RAW DATA below:

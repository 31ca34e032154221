//! The boundary between the samplers and the operating system.
//!
//! Every reading a [`TelemetrySource`] hands out is raw: cumulative counters,
//! byte counts and millisecond ticks. Conversion into display units and all
//! state-carrying logic live in the providers built on top of it.

use std::collections::VecDeque;

/// Cumulative processor time counters, in platform ticks.
///
/// `kernel` includes `idle`, so `kernel + user` is the total elapsed
/// processor time.
#[derive(Clone, Copy, Debug, Default, PartialEq, Eq)]
pub struct CpuTimes {
    pub idle: u64,
    pub kernel: u64,
    pub user: u64,
}

#[derive(Clone, Copy, Debug, PartialEq, Eq)]
pub struct MemoryBytes {
    pub total: u64,
    pub available: u64,
}

/// Fields that are only available when the process could be opened for
/// querying.
#[derive(Clone, Copy, Debug, PartialEq, Eq)]
pub struct ProcessDetails {
    pub memory_bytes: u64,
    /// Creation time, seconds since the unix epoch.
    pub start_time_unix: u64,
}

#[derive(Clone, Debug, PartialEq, Eq)]
pub struct RawProcess {
    pub pid: u32,
    pub name: String,
    pub details: Option<ProcessDetails>,
}

/// A source of operating system telemetry.
///
/// Each method is one synchronous query; `None` means the query failed.
pub trait TelemetrySource {
    fn cpu_times(&mut self) -> Option<CpuTimes>;
    fn memory(&mut self) -> Option<MemoryBytes>;
    fn uptime_millis(&mut self) -> Option<u64>;
    /// A best-effort snapshot of the process table. `None` when the table
    /// itself could not be read.
    fn processes(&mut self) -> Option<Vec<RawProcess>>;
}

/// A scripted source. Each query pops the next queued reading; an exhausted
/// queue behaves like a failed query.
#[derive(Debug, Default)]
pub struct MockSource {
    cpu: VecDeque<Option<CpuTimes>>,
    memory: VecDeque<Option<MemoryBytes>>,
    uptime: VecDeque<Option<u64>>,
    processes: VecDeque<Option<Vec<RawProcess>>>,
}

impl MockSource {
    pub fn new() -> Self {
        Self::default()
    }

    pub fn push_cpu(&mut self, reading: Option<CpuTimes>) -> &mut Self {
        self.cpu.push_back(reading);
        self
    }

    pub fn push_memory(&mut self, reading: Option<MemoryBytes>) -> &mut Self {
        self.memory.push_back(reading);
        self
    }

    pub fn push_uptime(&mut self, reading: Option<u64>) -> &mut Self {
        self.uptime.push_back(reading);
        self
    }

    pub fn push_processes(&mut self, reading: Option<Vec<RawProcess>>) -> &mut Self {
        self.processes.push_back(reading);
        self
    }
}

impl TelemetrySource for MockSource {
    fn cpu_times(&mut self) -> Option<CpuTimes> {
        self.cpu.pop_front().flatten()
    }

    fn memory(&mut self) -> Option<MemoryBytes> {
        self.memory.pop_front().flatten()
    }

    fn uptime_millis(&mut self) -> Option<u64> {
        self.uptime.pop_front().flatten()
    }

    fn processes(&mut self) -> Option<Vec<RawProcess>> {
        self.processes.pop_front().flatten()
    }
}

End of RAW DATA.

ABOUT THIS EXERCISE –
The lines you need are those containing "ticks"; find them in the records and copy them.

TASK SOLUTION –
//! byte counts and millisecond ticks. Conversion into display units and all
/// Cumulative processor time counters, in platform ticks.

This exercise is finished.